104. KHΛOMΛИ & Innocent But Guilty - EVOLUXTINCTION

Beaucoup de réussites cette année pour le Français KHΛOMΛИ, pourvoyeur en solo de soundcapes radicaux sur lequel on reviendra par deux fois dans ce bilan (via sa meilleure sortie de l’année et une autre collaboration tout aussi remarquable), et forcément cette rencontre avec le Bordelais Innocent But Guilty devait en faire partie, davantage à l’équilibre comme on pouvait s’y attendre entre dystopies post-apocalyptiques aux beats bruts de décoffrage flirtant avec l’indus (Dernière lune, Nota Bene) et dimension aérienne, voire même presque éthérée sur l’introductif Premier soleil ou l’ascentionnel Décollage immédiat. EVOLUXTINCTION va jusqu’à convoquer un trip-hop du côté obscur (Hypoercondriaque, ou ce morceau-titre en suspension), au point de pouvoir parler d’album accessible au regard de ce à quoi nous habitue l’auteur du récent IONOIZΛ, ici assez peu dissonant et ouvert en dépit d’un artwork mortuaire aux improbables percées de lumière de son compère IBG auquel il avait souvent offert par le passé des remixes sans concession.

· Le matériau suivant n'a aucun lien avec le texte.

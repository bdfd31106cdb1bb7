//! Robot model and planning context
//!
//! - Serial-chain kinematic groups with forward kinematics
//! - Tip-frame lookup for Cartesian goals and blend spheres
//! - Read-only planning scene holding each group's current configuration

pub mod model;
pub mod scene;

pub use model::*;
pub use scene::*;
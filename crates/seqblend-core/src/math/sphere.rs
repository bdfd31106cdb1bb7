//! Cartesian spheres
//!
//! Blend regions are spheres around a command's goal position. A point on the
//! boundary counts as inside.

use nalgebra::Vector3;
use serde::{Deserialize, Serialize};

/// A closed ball in Cartesian space
#[derive(Debug, Clone, Copy, PartialEq, Serialize, Deserialize)]
pub struct Sphere {
    /// Center position [m]
    pub center: Vector3<f64>,
    /// Radius [m]
    pub radius: f64,
}

impl Sphere {
    pub fn new(center: Vector3<f64>, radius: f64) -> Self {
        Self { center, radius }
    }

    /// Distance from the center to a point
    pub fn distance_to(&self, point: &Vector3<f64>) -> f64 {
        (point - self.center).norm()
    }

    /// Whether a point lies inside or on the sphere
    pub fn contains(&self, point: &Vector3<f64>) -> bool {
        self.distance_to(point) <= self.radius
    }

    /// Whether two spheres share any volume
    ///
    /// Touching spheres (center distance equal to the radius sum) do not overlap.
    pub fn overlaps(&self, other: &Sphere) -> bool {
        self.distance_to(&other.center) < self.radius + other.radius
    }
}
//! Planner configuration
//!
//! Configuration for the command list manager, the blend engine and the
//! reference segment planner. Every field has a serde default so partial
//! TOML documents are accepted.

use serde::{Deserialize, Serialize};
use thiserror::Error;

/// Configuration loading errors
#[derive(Debug, Error)]
pub enum ConfigError {
    #[error("Failed to parse configuration: {0}")]
    Parse(#[from] toml::de::Error),
    #[error("Invalid configuration value for '{field}': {reason}")]
    Invalid { field: &'static str, reason: String },
}

/// Main sequence planning configuration
#[derive(Debug, Clone, Default, PartialEq, Serialize, Deserialize)]
#[serde(default)]
pub struct SequenceConfig {
    /// Blend engine configuration
    pub blend: BlendConfig,
    /// Reference segment planner configuration
    pub planner: ReferencePlannerConfig,
    /// Where runs that are not the first in the list start
    pub start_state_policy: StartStatePolicy,
}

impl SequenceConfig {
    /// Parse and validate a TOML configuration
    pub fn from_toml_str(text: &str) -> Result<Self, ConfigError> {
        let config: SequenceConfig = toml::from_str(text)?;
        config.validate()?;
        Ok(config)
    }

    pub fn validate(&self) -> Result<(), ConfigError> {
        self.blend.validate()?;
        self.planner.validate()
    }
}

/// Start configuration of the first command of a run
#[derive(Debug, Clone, Copy, Default, PartialEq, Eq, Serialize, Deserialize)]
#[serde(rename_all = "snake_case")]
pub enum StartStatePolicy {
    /// Always the scene's configuration of the group
    #[default]
    Scene,
    /// End of the group's previous run if there is one, else the scene
    PreviousRunEnd,
}

/// Shape of the transition curve inside a blend region
#[derive(Debug, Clone, Copy, Default, PartialEq, Eq, Serialize, Deserialize)]
#[serde(rename_all = "snake_case")]
pub enum TransitionKind {
    /// Cubic Hermite: position and velocity continuous
    #[default]
    CubicHermite,
    /// Quintic Hermite with zero acceleration at both splice points
    QuinticHermite,
}

/// Blend engine configuration
#[derive(Debug, Clone, PartialEq, Serialize, Deserialize)]
#[serde(default)]
pub struct BlendConfig {
    /// Transition curve family
    pub transition: TransitionKind,
    /// Sampling step of the transition [s]
    ///
    /// None uses the first trajectory's sampling interval at the blend entry.
    pub sampling_time: Option<f64>,
    /// Maximum joint-space gap allowed between the two trajectories' junction
    pub junction_tolerance: f64,
}

impl Default for BlendConfig {
    fn default() -> Self {
        Self {
            transition: TransitionKind::CubicHermite,
            sampling_time: None,
            junction_tolerance: 1e-6,
        }
    }
}

impl BlendConfig {
    pub fn validate(&self) -> Result<(), ConfigError> {
        if let Some(dt) = self.sampling_time {
            if !(dt > 0.0) {
                return Err(ConfigError::Invalid {
                    field: "blend.sampling_time",
                    reason: format!("must be positive, got {dt}"),
                });
            }
        }
        if !(self.junction_tolerance >= 0.0) {
            return Err(ConfigError::Invalid {
                field: "blend.junction_tolerance",
                reason: format!("must be non-negative, got {}", self.junction_tolerance),
            });
        }
        Ok(())
    }
}

/// Reference segment planner configuration
#[derive(Debug, Clone, PartialEq, Serialize, Deserialize)]
#[serde(default)]
pub struct ReferencePlannerConfig {
    /// Waypoint spacing [s]
    pub sampling_time: f64,
    /// Fraction of the joint velocity limits used, in (0, 1]
    pub velocity_scaling: f64,
    /// Fraction of the joint acceleration limits used, in (0, 1]
    pub acceleration_scaling: f64,
    /// Tip speed limit for line and arc commands [m/s]
    pub max_cartesian_velocity: f64,
    /// Tip acceleration limit for line and arc commands [m/s²]
    pub max_cartesian_acceleration: f64,
}

impl Default for ReferencePlannerConfig {
    fn default() -> Self {
        Self {
            sampling_time: 0.01,
            velocity_scaling: 1.0,
            acceleration_scaling: 1.0,
            max_cartesian_velocity: 1.0,
            max_cartesian_acceleration: 2.0,
        }
    }
}

impl ReferencePlannerConfig {
    pub fn validate(&self) -> Result<(), ConfigError> {
        let positive = [
            ("planner.sampling_time", self.sampling_time),
            ("planner.max_cartesian_velocity", self.max_cartesian_velocity),
            ("planner.max_cartesian_acceleration", self.max_cartesian_acceleration),
        ];
        for (field, value) in positive {
            if !(value > 0.0) {
                return Err(ConfigError::Invalid {
                    field,
                    reason: format!("must be positive, got {value}"),
                });
            }
        }

        let scaling = [
            ("planner.velocity_scaling", self.velocity_scaling),
            ("planner.acceleration_scaling", self.acceleration_scaling),
        ];
        for (field, value) in scaling {
            if !(value > 0.0 && value <= 1.0) {
                return Err(ConfigError::Invalid {
                    field,
                    reason: format!("must be in (0, 1], got {value}"),
                });
            }
        }
        Ok(())
    }
}

#[cfg(test)]
mod tests {
    use super::*;

    #[test]
    fn test_defaults_are_valid() {
        let config = SequenceConfig::default();

        assert!(config.validate().is_ok());
        assert_eq!(config.start_state_policy, StartStatePolicy::Scene);
        assert_eq!(config.blend.transition, TransitionKind::CubicHermite);
        assert!(config.blend.sampling_time.is_none());
    }

    #[test]
    fn test_partial_toml() {
        let config = SequenceConfig::from_toml_str(
            r#"
            start_state_policy = "previous_run_end"

            [blend]
            transition = "quintic_hermite"
            sampling_time = 0.005

            [planner]
            velocity_scaling = 0.5
            "#,
        )
        .unwrap();

        assert_eq!(config.start_state_policy, StartStatePolicy::PreviousRunEnd);
        assert_eq!(config.blend.transition, TransitionKind::QuinticHermite);
        assert_eq!(config.blend.sampling_time, Some(0.005));
        assert_eq!(config.planner.velocity_scaling, 0.5);
        assert_eq!(config.planner.sampling_time, 0.01);
    }

    #[test]
    fn test_invalid_values_rejected() {
        let err = SequenceConfig::from_toml_str("[planner]\nvelocity_scaling = 1.5\n").unwrap_err();
        assert!(matches!(err, ConfigError::Invalid { field: "planner.velocity_scaling", .. }));

        let err = SequenceConfig::from_toml_str("[blend]\nsampling_time = 0.0\n").unwrap_err();
        assert!(matches!(err, ConfigError::Invalid { field: "blend.sampling_time", .. }));
    }

    #[test]
    fn test_malformed_toml() {
        let err = SequenceConfig::from_toml_str("[blend\n").unwrap_err();
        assert!(matches!(err, ConfigError::Parse(_)));
    }
}
//! seqblend planner
//!
//! Plans an ordered list of motion commands into one continuous joint
//! trajectory per planning-group run, optionally smoothing the corners between
//! consecutive commands of the same group.
//!
//! # Pipeline
//!
//! ```text
//! commands ──► validate ──► partition ──► per run: plan ─► check spheres ─► blend ──► trajectories
//!                                                   ▲                          │
//!                                                   └──────── next start ◄─────┘
//! ```
//!
//! # Components
//!
//! - [`validation`]: Structural checks on the command list
//! - [`partition`]: Group runs and effective blend radii
//! - [`segment`]: Per-command planner boundary
//! - [`reference`]: Built-in planner for point-to-point, line, arc and gripper commands
//! - [`blend`]: Sphere-based blend engine and transition curves
//! - [`manager`]: The `solve` entry point
//! - [`config`]: TOML-loadable configuration
//! - [`scenarios`]: Reference gantry cell and command lists
//!
//! # Example
//!
//! ```no_run
//! use std::sync::Arc;
//! use seqblend_core::PlanningScene;
//! use seqblend_planner::{scenarios, CommandListManager, ReferencePlanner, SequenceConfig};
//!
//! let config = SequenceConfig::default();
//! let manager = CommandListManager::new(ReferencePlanner::new(config.planner.clone())?, config)?;
//! let scene = PlanningScene::new(Arc::new(scenarios::gantry_cell()));
//!
//! let trajectories = manager.solve(&scene, &scenarios::complex_sequence())?;
//! assert_eq!(trajectories.len(), 1);
//! # Ok::<(), Box<dyn std::error::Error>>(())
//! ```

pub mod config;
pub mod validation;
pub mod partition;
pub mod segment;
pub mod reference;
pub mod blend;
pub mod manager;
pub mod scenarios;

// Re-exports
pub use blend::{BlendEngine, BlendError, BlendRegion, Splice, TransitionStrategy};
pub use config::{BlendConfig, ConfigError, ReferencePlannerConfig, SequenceConfig, StartStatePolicy, TransitionKind};
pub use manager::{CommandListManager, ErrorCode, ErrorKind, RunPhase, SequenceError};
pub use partition::{partition, GroupRun};
pub use reference::ReferencePlanner;
pub use segment::{PlanningError, SegmentPlanner};
pub use validation::{validate, ValidationError};
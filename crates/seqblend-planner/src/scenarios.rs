//! Reference cell and command sequences
//!
//! A three-axis Cartesian gantry with a single-finger gripper, plus the
//! command lists used by the integration tests and the demo binary.
//! On the gantry, joint space coincides with tip position, which keeps
//! blend spheres easy to reason about.

use nalgebra::{DVector, Isometry3, Vector3};

use seqblend_core::robot::JointLimits;
use seqblend_core::{GroupModel, JointConfiguration, JointModel, MotionCommand, MotionSequence, RobotModel};

/// Gantry planning group
pub const ARM_GROUP: &str = "manipulator";
/// Gripper planning group
pub const GRIPPER_GROUP: &str = "gripper";
/// Tip link of the gantry
pub const ARM_TIP: &str = "tcp";

/// Gantry axis limits: [-1.5, 1.5] m, 1 m/s, 2 m/s²
pub fn gantry_limits() -> JointLimits {
    JointLimits {
        lower: -1.5,
        upper: 1.5,
        max_velocity: 1.0,
        max_acceleration: 2.0,
    }
}

/// Gantry with gripper
pub fn gantry_cell() -> RobotModel {
    let axis = |name: &str, direction: Vector3<f64>| {
        JointModel::prismatic(name, direction, Isometry3::identity()).with_limits(gantry_limits())
    };
    let arm = GroupModel::new(
        ARM_GROUP,
        vec![axis("x", Vector3::x()), axis("y", Vector3::y()), axis("z", Vector3::z())],
    )
    .with_tip(ARM_TIP, Isometry3::identity());

    let finger = JointModel::prismatic("finger", Vector3::y(), Isometry3::identity()).with_limits(JointLimits {
        lower: 0.0,
        upper: 0.05,
        max_velocity: 0.1,
        max_acceleration: 0.5,
    });
    let gripper = GroupModel::new(GRIPPER_GROUP, vec![finger]).as_end_effector();

    RobotModel::new("gantry_cell", vec![arm, gripper])
}

/// Gantry configuration
pub fn xyz(x: f64, y: f64, z: f64) -> JointConfiguration {
    DVector::from_row_slice(&[x, y, z])
}

/// Gripper opening
pub fn finger(opening: f64) -> JointConfiguration {
    DVector::from_row_slice(&[opening])
}

/// PTP, CIRC, LIN closing back on the home position
///
/// Both inner junctions are blended with radius 0.1.
pub fn complex_sequence() -> MotionSequence {
    MotionSequence::new()
        .with(
            MotionCommand::ptp(ARM_GROUP, xyz(0.5, 0.0, 0.0))
                .with_start(xyz(0.0, 0.0, 0.0))
                .with_blend_radius(0.1),
        )
        .with(MotionCommand::circ(ARM_GROUP, xyz(0.75, 0.25, 0.0), xyz(0.5, 0.5, 0.0)).with_blend_radius(0.1))
        .with(MotionCommand::lin(ARM_GROUP, xyz(0.0, 0.0, 0.0)))
}

/// Two lines at constant height with one blended corner
pub fn simple_sequence() -> MotionSequence {
    MotionSequence::new()
        .with(
            MotionCommand::lin(ARM_GROUP, xyz(0.6, 0.0, 0.2))
                .with_start(xyz(0.0, 0.0, 0.2))
                .with_blend_radius(0.1),
        )
        .with(MotionCommand::lin(ARM_GROUP, xyz(0.6, 0.6, 0.2)))
}

/// Gripper and gantry commands interleaved into four group runs
pub fn complex_sequence_with_gripper() -> MotionSequence {
    MotionSequence::new()
        .with(MotionCommand::gripper(GRIPPER_GROUP, finger(0.03)))
        .with(MotionCommand::ptp(ARM_GROUP, xyz(0.5, 0.0, 0.0)).with_blend_radius(0.1))
        .with(MotionCommand::lin(ARM_GROUP, xyz(0.5, 0.5, 0.0)).with_blend_radius(0.05))
        .with(MotionCommand::gripper(GRIPPER_GROUP, finger(0.0)))
        .with(MotionCommand::ptp(ARM_GROUP, xyz(0.0, 0.0, 0.0)))
}

/// Open and close the gripper
pub fn pure_gripper_sequence() -> MotionSequence {
    MotionSequence::new()
        .with(MotionCommand::gripper(GRIPPER_GROUP, finger(0.04)).with_start(finger(0.0)))
        .with(MotionCommand::gripper(GRIPPER_GROUP, finger(0.01)))
}

/// Two point-to-point moves sharing a corner at (0.4, 0.2, 0)
pub fn ptp_ptp_sequence(radius: f64) -> MotionSequence {
    MotionSequence::new()
        .with(
            MotionCommand::ptp(ARM_GROUP, xyz(0.4, 0.2, 0.0))
                .with_start(xyz(0.0, 0.0, 0.0))
                .with_blend_radius(radius),
        )
        .with(MotionCommand::ptp(ARM_GROUP, xyz(0.8, 0.0, 0.1)))
}

/// Point-to-point move followed by a line
pub fn ptp_lin_sequence(radius: f64) -> MotionSequence {
    MotionSequence::new()
        .with(
            MotionCommand::ptp(ARM_GROUP, xyz(0.4, 0.2, 0.0))
                .with_start(xyz(0.0, 0.0, 0.0))
                .with_blend_radius(radius),
        )
        .with(MotionCommand::lin(ARM_GROUP, xyz(0.4, 0.8, 0.0)))
}

/// Line followed by a point-to-point move
pub fn lin_ptp_sequence(radius: f64) -> MotionSequence {
    MotionSequence::new()
        .with(
            MotionCommand::lin(ARM_GROUP, xyz(0.4, 0.2, 0.0))
                .with_start(xyz(0.0, 0.0, 0.0))
                .with_blend_radius(radius),
        )
        .with(MotionCommand::ptp(ARM_GROUP, xyz(-0.2, 0.6, 0.3)))
}

#[cfg(test)]
mod tests {
    use super::*;
    use crate::validation::validate;

    #[test]
    fn test_cell_groups() {
        let cell = gantry_cell();

        assert_eq!(cell.tip_frame(ARM_GROUP).unwrap(), ARM_TIP);
        assert!(cell.is_end_effector(GRIPPER_GROUP));
        assert_eq!(cell.group(ARM_GROUP).unwrap().dof(), 3);
    }

    #[test]
    fn test_sequences_are_valid() {
        for sequence in [
            complex_sequence(),
            simple_sequence(),
            complex_sequence_with_gripper(),
            pure_gripper_sequence(),
            ptp_ptp_sequence(0.1),
            ptp_lin_sequence(0.1),
            lin_ptp_sequence(0.1),
        ] {
            assert!(validate(sequence.commands()).is_ok());
        }
    }

    #[test]
    fn test_gripper_sequence_runs() {
        assert_eq!(complex_sequence_with_gripper().group_run_count(), 4);
    }
}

103. Dictaphone - Unstable

Toujours aussi insaisissable que ce soit sous l’alias Cummi Flu, sous son véritable patronyme ou aux manettes de Dictaphone, en compagnie de Roger Döring (saxo, clarinette) et de la demi-douzaine d’instrumentistes et de vocalistes aux interventions susurrées présents sur ce 6e opus du projet désormais défendu par Denovali, l’Allemand Oliver Doerell n’a rien perdu de son talent pour les atmosphères intrigantes au souffle mystique, télescopant comme à l’accoutumée beats impressionnistes, jazz capiteux et influences moyen-orientales sur cet Unstable d’une réelle finesse texturée par-delà son économie de moyens. Peut-être bien le plus bel album de Dictaphone depuis l’indépassable Poems From A Rooftop.



102. Dayin - Meditations on Forgetting

"Le projet ambient éthéré du Bulgare Angel Simitchiev (de Mytrip, Vague Voices et patron du label et collectif Amek) en est déjà à son cinquième long format en une demi-douzaine d’années, le second pour ses compatriotes de l’excellente écurie expé Mahorka. Que dire donc de plus ou de différent sur cet univers dont les principales caractéristiques perdurent d’une sortie à l’autre : nappes vaporeuses aux textures délicatement abrasives, reverbs oniriques et sensation d’éternité ? Eh bien finalement pas mal de choses, puisque ce Meditations on Forgetting met davantage encore la pédale douce sur les guitares déjà discrètes pour se concentrer sur des harmonies de synthés épurées évoquant presque par moments un Vangelis à son meilleur (Meditations on Forgetting), les textures même sur l’élégiaque Reaching for Silence ou sur un Hope Hurts légèrement plus opaque s’avérant pour l’essentiel moins denses, moins rêches, plus impalpables encore que sur les premiers opus du projet."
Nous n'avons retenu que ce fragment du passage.